İşte o zafer çığlığı atanlar sonra ‘aptal olma’ mektubuyla boşluğa düştüler. Ben böyle övgülere kulak asmam. Türkiye'nin itibarını korumak önemlidir. Ve aynı Trump “Ortadoğu’yu cehenneme çevireceğim” diyor. Bakın Suriye konusunda iktidara destek verdim. Gazze konusunda ise en ağır eleştirileri biz yaptım, yapmaya da devam edeceğim. Çünkü Gazze soykırımı devam ederken İsrail ile örtülü ya da açık ticaret yapmak, soykırıma destek vermek anlamına gelir.

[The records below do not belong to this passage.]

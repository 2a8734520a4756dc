use cyclenotes_compiler_html::ExportOptions;
use cyclenotes_editor::{ResolveOptions, TrackerOptions, ViewerOptions};
use serde::{Deserialize, Serialize};
use std::path::PathBuf;

pub const DEFAULT_CONFIG_NAME: &str = "cyclenotes.config.json";

/// Cyclenotes configuration file format
#[derive(Debug, Clone, PartialEq, Serialize, Deserialize)]
#[serde(rename_all = "camelCase", default)]
pub struct Config {
    /// Stylesheet linked from exported HTML
    pub stylesheet_href: String,

    /// Base path for hashtag links
    pub tag_base_path: String,

    /// Heading of the template used for unrecoverable HTML
    pub template_heading: String,

    /// Shown when a note has no content
    pub empty_message: String,

    /// Append "Last edited by: NAME" runs when saving
    pub inline_attribution_marker: bool,

    /// Pretty-print exported HTML and resolved JSON
    pub pretty: bool,
}

impl Config {
    /// Load config from a directory
    pub fn load(cwd: &str) -> anyhow::Result<Self> {
        let config_path = PathBuf::from(cwd).join(DEFAULT_CONFIG_NAME);

        if config_path.exists() {
            let content = std::fs::read_to_string(&config_path)?;
            let config: Config = serde_json::from_str(&content)?;
            Ok(config)
        } else {
            // Return default config if none exists
            Ok(Config::default())
        }
    }

    pub fn export_options(&self) -> ExportOptions {
        ExportOptions {
            stylesheet_href: self.stylesheet_href.clone(),
            tag_base_path: self.tag_base_path.clone(),
            pretty: self.pretty,
            ..ExportOptions::default()
        }
    }

    pub fn resolve_options(&self) -> ResolveOptions {
        ResolveOptions {
            template_heading: self.template_heading.clone(),
        }
    }

    pub fn viewer_options(&self) -> ViewerOptions {
        ViewerOptions {
            empty_message: self.empty_message.clone(),
            export: self.export_options(),
            resolve: self.resolve_options(),
        }
    }

    pub fn tracker_options(&self) -> TrackerOptions {
        TrackerOptions {
            inline_marker: self.inline_attribution_marker,
        }
    }
}

impl Default for Config {
    fn default() -> Self {
        let export = ExportOptions::default();
        let viewer = ViewerOptions::default();
        Self {
            stylesheet_href: export.stylesheet_href,
            tag_base_path: export.tag_base_path,
            template_heading: viewer.resolve.template_heading,
            empty_message: viewer.empty_message,
            inline_attribution_marker: false,
            pretty: false,
        }
    }
}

Erdoğan, İbrahim Kalın ve Hakan Fidan ile birlikte, Donald Trump'a telefon görüşmesi yaparken, 2017

“Trump İsrail’in güvenliğini tehdit edecek hiçbir adım atmayacak, eminim”

- Buradan devam edersek, Trump’ın Netanyahu ile ilişkisinin her zaman Erdoğan ile ilişkisinden daha baskın olacağını öngörmek zor değil. Bu nedenle de Trump’ın Suriye’de konusundaki adımlarının İsrail’in beklenti ve talepleriyle şekilleneceğini düşünerek yanılıyor muyum? O açıdan da yıllardır söylediği tam çekilmeyi gerçekleştiremeyecek gibi, ne dersiniz?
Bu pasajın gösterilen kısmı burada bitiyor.